The original domain of the TEMA toolset was the S60 UI framework. We modeled eleven of the built-in applications, including Calendar, Gallery, Music Player, Flash Player, Notes, Voice Recorder, Log, File Manager, Telephony, Contacts and Messaging. All in all, the original model library contains about 110 action machines with thousands of states and transitions. The results of the case study have been discussed in more detail in: Automatic GUI test generation for smartphone applications - an evaluation.

Facilitating an automatic test execution was problematic due to S60's poor support in that context. After trying a number of tools with poor success we handled the automation with a proprietary keyword-based test execution tool from one of our partners. Communication between the TEMA MBT test engine and the test automation tool required a simple integration code. However, even this tool had some accuracy/maintenance problems caused by the use of optical character recognition in the GUI verification.

During the case study, we found 21 bugs of different severities and priorities. Some of the bugs were detected in multiple phone models. The most severe of the found bugs caused the application to hang and show a "System error" message on the display.

The first case study taught us one thing that has been confirmed in the later studies: modeling is an efficient testing method. In the S60 case, about two thirds of the bugs were found during modeling an existing application while the remaining bugs were found in a random type of test execution.

The S60 case also showed us another benefit of our approach, which was finding concurrency related bugs when using long period random tests. For example, performing some multimedia-related functionality in one application and then switching to another application caused unexpected behavior in some circumstances. The concurrency features in our modeling approach are semi automatic: the user defines states in the application models where the application can be set to the background (switching application is possible only when the state of the application will not change while it is in the background). When the test engine reaches such states during test execution, it has a possibility to set any other application that was included in the test to foreground. This benefit gave us an idea for a specific test generation algorithm that pursues to cause unique switches between the tested applications.

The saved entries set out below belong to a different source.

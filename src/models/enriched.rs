//! Merged suicide + heat record

use serde::{Deserialize, Serialize};

use super::observation::Observation;
use super::types::{MonthCode, Variable};

/// A suicide record joined with its state-month heat readings
///
/// The three `*_diff` fields are deviations from the mean of the matching
/// measurement over all years at the same (State, Month), computed across
/// the joined table by [`crate::transform::join_heat`]. A missing
/// measurement yields a missing deviation.
#[derive(Debug, Clone, PartialEq, Serialize, Deserialize)]
pub struct EnrichedRecord {
    pub state: String,
    pub year: i32,
    pub month: u32,
    pub month_code: MonthCode,
    pub deaths: f64,
    pub population: Option<f64>,
    pub suicide_rate: Option<f64>,
    pub avg_max_t: Option<f64>,
    pub avg_min_t: Option<f64>,
    pub avg_max_heat_index: Option<f64>,
    pub min_t_diff: Option<f64>,
    pub max_t_diff: Option<f64>,
    pub heat_index_diff: Option<f64>,
}

impl Observation for EnrichedRecord {
    fn state(&self) -> &str {
        &self.state
    }

    fn month(&self) -> u32 {
        self.month
    }

    fn value(&self, var: Variable) -> Option<f64> {
        match var {
            Variable::Deaths => Some(self.deaths),
            Variable::Population => self.population,
            Variable::SuicideRate => self.suicide_rate,
            Variable::AvgMaxT => self.avg_max_t,
            Variable::AvgMinT => self.avg_min_t,
            Variable::AvgMaxHeatIndex => self.avg_max_heat_index,
            Variable::MinTDiff => self.min_t_diff,
            Variable::MaxTDiff => self.max_t_diff,
            Variable::HeatIndexDiff => self.heat_index_diff,
        }
    }

    fn is_complete(&self) -> bool {
        Variable::ALL.into_iter().all(|var| self.value(var).is_some())
    }
}
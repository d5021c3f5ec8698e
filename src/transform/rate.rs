//! Population join and rate derivation

use rustc_hash::FxHashMap;

use crate::models::{PopulationRecord, SuicideRecord};

/// Per-100,000 scale for the derived rate
const RATE_SCALE: f64 = 100_000.0;

/// Attach population and derive the suicide rate
///
/// Left join on (State, Year): every suicide record survives, and a
/// (State, Year) combination absent from the population table leaves
/// `population` and `suicide_rate` missing. Join keys are exact string
/// matches on State; normalizing formatting differences between sources
/// is the caller's responsibility.
#[must_use]
pub fn attach_population(
    suicides: &[SuicideRecord],
    population: &[PopulationRecord],
) -> Vec<SuicideRecord> {
    let by_state_year: FxHashMap<(&str, i32), f64> = population
        .iter()
        .map(|p| ((p.state.as_str(), p.year), p.population))
        .collect();

    suicides
        .iter()
        .map(|s| {
            let pop = by_state_year.get(&(s.state.as_str(), s.year)).copied();
            SuicideRecord {
                population: pop,
                suicide_rate: pop.map(|p| s.deaths / p * RATE_SCALE),
                ..s.clone()
            }
        })
        .collect()
}
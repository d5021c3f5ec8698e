//! Heat and temperature record

use serde::{Deserialize, Serialize};

use super::types::MonthCode;

/// One state-month of daily-average temperature and heat-index readings
///
/// The measurement columns carry the canonical names the rest of the
/// pipeline uses; the source file's verbose headers are renamed at load
/// time. Any measurement may be missing.
#[derive(Debug, Clone, PartialEq, Serialize, Deserialize)]
pub struct HeatRecord {
    pub state: String,
    pub year: i32,
    pub month: u32,
    pub month_code: MonthCode,
    /// Avg Daily Max Air Temperature (F)
    pub avg_max_t: Option<f64>,
    /// Avg Daily Min Air Temperature (F)
    pub avg_min_t: Option<f64>,
    /// Avg Daily Max Heat Index (F)
    pub avg_max_heat_index: Option<f64>,
}
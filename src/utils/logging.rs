//! Logging setup and helpers
//!
//! The library logs through the `log` facade; binaries install
//! `env_logger` via [`init_logging`] so `RUST_LOG` controls verbosity.

use std::time::Duration;

/// Install the env_logger backend, defaulting to `info`
pub fn init_logging() {
    env_logger::Builder::from_env(env_logger::Env::default().default_filter_or("info")).init();
}

/// Log a completed pipeline stage with its row count and elapsed time
pub fn log_stage(stage: &str, rows: usize, elapsed: Duration) {
    log::info!("{stage}: {rows} rows in {elapsed:?}");
}
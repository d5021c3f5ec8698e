//! Domain models for the heat study
//!
//! One file per entity, mirroring the tables the pipeline works with:
//! raw registry records (suicide mortality, state population, heat), the
//! merged record, and the per-state monthly aggregate. Shared vocabulary
//! types (month codes, seasons, analysis variables) live in `types`.

pub mod aggregate;
pub mod enriched;
pub mod heat;
pub mod observation;
pub mod population;
pub mod suicide;
pub mod types;

pub use aggregate::MonthlyStateAggregate;
pub use enriched::EnrichedRecord;
pub use heat::HeatRecord;
pub use observation::Observation;
pub use population::PopulationRecord;
pub use suicide::SuicideRecord;
pub use types::{MonthCode, Season, Variable};
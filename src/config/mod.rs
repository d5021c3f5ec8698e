//! Configuration for an analysis run.

use std::path::PathBuf;

use crate::models::Variable;

/// Configuration for one batch analysis run
#[derive(Debug, Clone)]
pub struct StudyConfig {
    /// Suicide mortality export
    pub suicides_path: PathBuf,
    /// Annual state population export
    pub population_path: PathBuf,
    /// State-month heat readings export
    pub heat_path: PathBuf,
    /// Where to write rendered charts; `None` skips rendering
    pub charts_dir: Option<PathBuf>,
    /// Tail size for the percentile comparison
    pub percentile: f64,
    /// Covariate the percentile comparison splits on
    pub covariate: Variable,
    /// Variable both comparisons target
    pub target: Variable,
}

impl StudyConfig {
    /// Create a config with default comparison settings
    pub fn new(
        suicides_path: impl Into<PathBuf>,
        population_path: impl Into<PathBuf>,
        heat_path: impl Into<PathBuf>,
    ) -> Self {
        Self {
            suicides_path: suicides_path.into(),
            population_path: population_path.into(),
            heat_path: heat_path.into(),
            charts_dir: None,
            percentile: 0.1,
            covariate: Variable::HeatIndexDiff,
            target: Variable::SuicideRate,
        }
    }

    /// Render charts into the given directory
    #[must_use]
    pub fn with_charts_dir(mut self, dir: impl Into<PathBuf>) -> Self {
        self.charts_dir = Some(dir.into());
        self
    }

    /// Set the percentile tail size
    #[must_use]
    pub fn with_percentile(mut self, percentile: f64) -> Self {
        self.percentile = percentile;
        self
    }

    /// Set the covariate for the percentile comparison
    #[must_use]
    pub fn with_covariate(mut self, covariate: Variable) -> Self {
        self.covariate = covariate;
        self
    }

    /// Set the target variable for both comparisons
    #[must_use]
    pub fn with_target(mut self, target: Variable) -> Self {
        self.target = target;
        self
    }
}
//! Statistical routines
//!
//! Descriptive statistics, Welch's two-sample t-test, and the pooled
//! standard-deviation effect size used by the cohort comparisons.

pub mod describe;
pub mod effect;
pub mod ttest;

pub use describe::{mean, quantile, sample_std, sample_variance};
pub use effect::cohen_d;
pub use ttest::{TestResult, welch_t_test};
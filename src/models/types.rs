//! Common domain type definitions
//!
//! This module contains the vocabulary types shared across the pipeline:
//! the composite state-month key, the seasonal buckets used by the
//! comparator, and the enumeration of analysable numeric variables.

use std::fmt;
use std::str::FromStr;

use chrono::NaiveDate;
use serde::{Deserialize, Deserializer, Serialize, Serializer};

use crate::error::StudyError;

/// A year/month key parsed from a composite code column
///
/// Both source files encode the key the same way: the first 4 characters
/// are the 4-digit year and the last 2 characters are the zero-padded
/// month, e.g. `1999/07`.
#[derive(Debug, Clone, Copy, PartialEq, Eq, Hash, PartialOrd, Ord)]
pub struct MonthCode {
    pub year: i32,
    pub month: u32,
}

impl MonthCode {
    /// Create a month code, rejecting months outside 1-12
    pub fn new(year: i32, month: u32) -> Result<Self, StudyError> {
        if !(1..=12).contains(&month) {
            return Err(StudyError::InvalidMonthCode(format!("{year:04}/{month:02}")));
        }
        Ok(Self { year, month })
    }

    /// First day of the month as a calendar date
    #[must_use]
    pub fn start_date(&self) -> Option<NaiveDate> {
        NaiveDate::from_ymd_opt(self.year, self.month, 1)
    }
}

impl FromStr for MonthCode {
    type Err = StudyError;

    /// Parse a composite code: first 4 characters = year, last 2 = month
    fn from_str(s: &str) -> Result<Self, Self::Err> {
        let invalid = || StudyError::InvalidMonthCode(s.to_string());
        if s.len() < 6 {
            return Err(invalid());
        }
        let year: i32 = s.get(..4).and_then(|y| y.parse().ok()).ok_or_else(invalid)?;
        let month: u32 = s
            .get(s.len() - 2..)
            .and_then(|m| m.parse().ok())
            .ok_or_else(invalid)?;
        Self::new(year, month).map_err(|_| invalid())
    }
}

impl fmt::Display for MonthCode {
    fn fmt(&self, f: &mut fmt::Formatter<'_>) -> fmt::Result {
        write!(f, "{:04}/{:02}", self.year, self.month)
    }
}

impl Serialize for MonthCode {
    fn serialize<S: Serializer>(&self, serializer: S) -> Result<S::Ok, S::Error> {
        serializer.collect_str(self)
    }
}

impl<'de> Deserialize<'de> for MonthCode {
    fn deserialize<D: Deserializer<'de>>(deserializer: D) -> Result<Self, D::Error> {
        let s = String::deserialize(deserializer)?;
        s.parse().map_err(serde::de::Error::custom)
    }
}

/// Seasonal bucket of a calendar month
///
/// September and October are shoulder months: they belong to neither
/// comparison cohort.
#[derive(Debug, Clone, Copy, PartialEq, Eq)]
pub enum Season {
    /// April through August
    Summer,
    /// November through March
    Winter,
    /// September and October
    Shoulder,
}

impl From<u32> for Season {
    fn from(month: u32) -> Self {
        match month {
            4..=8 => Self::Summer,
            9 | 10 => Self::Shoulder,
            _ => Self::Winter,
        }
    }
}

/// A numeric column of the merged table that a comparison can target
#[derive(Debug, Clone, Copy, PartialEq, Eq, Hash, Serialize, Deserialize)]
#[serde(rename_all = "snake_case")]
pub enum Variable {
    Deaths,
    Population,
    SuicideRate,
    AvgMaxT,
    AvgMinT,
    AvgMaxHeatIndex,
    MinTDiff,
    MaxTDiff,
    HeatIndexDiff,
}

impl Variable {
    pub const ALL: [Self; 9] = [
        Self::Deaths,
        Self::Population,
        Self::SuicideRate,
        Self::AvgMaxT,
        Self::AvgMinT,
        Self::AvgMaxHeatIndex,
        Self::MinTDiff,
        Self::MaxTDiff,
        Self::HeatIndexDiff,
    ];

    /// Canonical snake_case column name
    #[must_use]
    pub fn name(&self) -> &'static str {
        match self {
            Self::Deaths => "deaths",
            Self::Population => "population",
            Self::SuicideRate => "suicide_rate",
            Self::AvgMaxT => "avg_max_t",
            Self::AvgMinT => "avg_min_t",
            Self::AvgMaxHeatIndex => "avg_max_heat_index",
            Self::MinTDiff => "min_t_diff",
            Self::MaxTDiff => "max_t_diff",
            Self::HeatIndexDiff => "heat_index_diff",
        }
    }

    /// Human-readable label used on chart axes and legends
    #[must_use]
    pub fn label(&self) -> &'static str {
        match self {
            Self::Deaths => "deaths",
            Self::Population => "population",
            Self::SuicideRate => "suicide rate",
            Self::AvgMaxT => "avg max t",
            Self::AvgMinT => "avg min t",
            Self::AvgMaxHeatIndex => "avg max heat index",
            Self::MinTDiff => "min t diff",
            Self::MaxTDiff => "max t diff",
            Self::HeatIndexDiff => "heat index diff",
        }
    }
}

impl FromStr for Variable {
    type Err = String;

    fn from_str(s: &str) -> Result<Self, Self::Err> {
        Self::ALL
            .into_iter()
            .find(|v| v.name() == s)
            .ok_or_else(|| format!("Unknown variable: {s}"))
    }
}

impl fmt::Display for Variable {
    fn fmt(&self, f: &mut fmt::Formatter<'_>) -> fmt::Result {
        f.write_str(self.name())
    }
}
//! Heat join and grouped-mean deviations

use rustc_hash::FxHashMap;

use crate::models::{EnrichedRecord, HeatRecord, MonthCode, SuicideRecord};

/// Running mean of an optionally-missing measurement
#[derive(Debug, Default, Clone, Copy)]
struct MeanAcc {
    sum: f64,
    count: usize,
}

impl MeanAcc {
    fn push(&mut self, value: Option<f64>) {
        if let Some(v) = value {
            self.sum += v;
            self.count += 1;
        }
    }

    fn mean(&self) -> Option<f64> {
        (self.count > 0).then(|| self.sum / self.count as f64)
    }
}

/// Group means of the three heat measurements at one (State, Month)
#[derive(Debug, Default, Clone, Copy)]
struct GroupMeans {
    avg_max_t: MeanAcc,
    avg_min_t: MeanAcc,
    avg_max_heat_index: MeanAcc,
}

/// Join heat readings onto suicide records and compute seasonal deviations
///
/// Inner join on (State, MonthCode): suicide rows with no matching heat
/// reading are dropped. The three deviation columns are then computed in
/// two passes over the joined result — first a map from (State, Month) to
/// the mean of each measurement across all years, then a subtraction per
/// row. Means skip missing measurements, and a missing measurement yields
/// a missing deviation.
#[must_use]
pub fn join_heat(suicides: &[SuicideRecord], heat: &[HeatRecord]) -> Vec<EnrichedRecord> {
    let by_state_code: FxHashMap<(&str, MonthCode), &HeatRecord> = heat
        .iter()
        .map(|h| ((h.state.as_str(), h.month_code), h))
        .collect();

    let mut joined: Vec<EnrichedRecord> = suicides
        .iter()
        .filter_map(|s| {
            let h = by_state_code.get(&(s.state.as_str(), s.month_code))?;
            Some(EnrichedRecord {
                state: s.state.clone(),
                year: s.year,
                month: s.month,
                month_code: s.month_code,
                deaths: s.deaths,
                population: s.population,
                suicide_rate: s.suicide_rate,
                avg_max_t: h.avg_max_t,
                avg_min_t: h.avg_min_t,
                avg_max_heat_index: h.avg_max_heat_index,
                min_t_diff: None,
                max_t_diff: None,
                heat_index_diff: None,
            })
        })
        .collect();

    // Pass 1: per-(State, Month) means across the joined result
    let mut groups: FxHashMap<(String, u32), GroupMeans> = FxHashMap::default();
    for row in &joined {
        let group = groups.entry((row.state.clone(), row.month)).or_default();
        group.avg_max_t.push(row.avg_max_t);
        group.avg_min_t.push(row.avg_min_t);
        group.avg_max_heat_index.push(row.avg_max_heat_index);
    }

    // Pass 2: subtract the group mean from each present measurement
    for row in &mut joined {
        let group = &groups[&(row.state.clone(), row.month)];
        row.max_t_diff = deviation(row.avg_max_t, group.avg_max_t.mean());
        row.min_t_diff = deviation(row.avg_min_t, group.avg_min_t.mean());
        row.heat_index_diff = deviation(row.avg_max_heat_index, group.avg_max_heat_index.mean());
    }

    joined
}

fn deviation(value: Option<f64>, group_mean: Option<f64>) -> Option<f64> {
    Some(value? - group_mean?)
}
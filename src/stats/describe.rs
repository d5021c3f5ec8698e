//! Descriptive statistics.

/// Arithmetic mean.
///
/// # Returns
///
/// `None` if the data is empty.
pub fn mean(data: &[f64]) -> Option<f64> {
    if data.is_empty() {
        return None;
    }
    Some(data.iter().sum::<f64>() / data.len() as f64)
}

/// Sample variance with one degree of freedom removed (ddof = 1).
///
/// # Returns
///
/// `None` if fewer than 2 observations.
pub fn sample_variance(data: &[f64]) -> Option<f64> {
    let n = data.len();
    if n < 2 {
        return None;
    }
    let m = mean(data)?;
    let ss: f64 = data.iter().map(|v| (v - m) * (v - m)).sum();
    Some(ss / (n - 1) as f64)
}

/// Sample standard deviation (ddof = 1).
///
/// # Returns
///
/// `None` if fewer than 2 observations.
pub fn sample_std(data: &[f64]) -> Option<f64> {
    sample_variance(data).map(f64::sqrt)
}

/// Quantile with linear interpolation between order statistics.
///
/// # Algorithm
///
/// The index h = (n-1)·q is split into its floor and fraction; the result
/// interpolates linearly between the two surrounding order statistics.
/// This matches the numpy default, and the choice matters: boundary ties
/// at the computed quantile land in both cohorts of a percentile split.
///
/// # Returns
///
/// `None` if the data is empty or q is outside [0, 1].
///
/// # Examples
///
/// ```
/// use heat_study::stats::quantile;
///
/// let data = [4.0, 1.0, 3.0, 2.0];
/// assert_eq!(quantile(&data, 0.5), Some(2.5));
/// assert_eq!(quantile(&data, 0.0), Some(1.0));
/// assert_eq!(quantile(&data, 1.0), Some(4.0));
/// ```
pub fn quantile(data: &[f64], q: f64) -> Option<f64> {
    if data.is_empty() || !(0.0..=1.0).contains(&q) {
        return None;
    }
    let mut sorted = data.to_vec();
    sorted.sort_by(|a, b| a.total_cmp(b));

    let h = (sorted.len() - 1) as f64 * q;
    let lo = h.floor() as usize;
    let hi = h.ceil() as usize;
    let frac = h - lo as f64;
    Some(sorted[lo] + (sorted[hi] - sorted[lo]) * frac)
}

#[cfg(test)]
mod tests {
    use super::*;

    #[test]
    fn test_mean() {
        assert_eq!(mean(&[1.0, 2.0, 3.0]), Some(2.0));
        assert_eq!(mean(&[]), None);
    }

    #[test]
    fn test_sample_variance_uses_ddof_one() {
        // Sum of squared deviations is 8 over n-1 = 1
        assert_eq!(sample_variance(&[2.0, 6.0]), Some(8.0));
        assert_eq!(sample_variance(&[5.0]), None);
    }

    #[test]
    fn test_quantile_interpolates_linearly() {
        let data = [10.0, 20.0, 30.0, 40.0, 50.0];
        assert_eq!(quantile(&data, 0.5), Some(30.0));
        // h = 4 * 0.1 = 0.4 between 10 and 20
        assert!((quantile(&data, 0.1).unwrap() - 14.0).abs() < 1e-12);
        assert!((quantile(&data, 0.9).unwrap() - 46.0).abs() < 1e-12);
    }

    #[test]
    fn test_quantile_rejects_bad_input() {
        assert_eq!(quantile(&[], 0.5), None);
        assert_eq!(quantile(&[1.0], 1.5), None);
    }
}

When a long period random-based test run ends, the tester must find out what the reason for the stop was. Because the test engine logs each action taken from the model during the test execution, the test is easy to repeat, but finding the actual cause from a test that possibly runs for hours can be complicated. To debug the failures, we used two approaches. The simple approach, which is only possible in GUI testing, is based on recording the SUT to video and synchronizing actions from the test log as subtitles. That way you can easily see when the SUT no longer corresponds the model. The second approach, called the trace incrementation, searches for the minimum subsequence of the original test that still repeats the error. The method starts by executing the final action of the original test and then gradually increments the test until the bug has been found again. As an example, the "System error" bug mentioned earlier was originally found in a test run that lasted for about 110 minutes and was about 1850 keywords long. Using the trace incrementation method, we were able to shorten the test to about 100 keywords that can be executed in a few minutes. Debugging topics have been discussed more in Debug support for model-based GUI testing.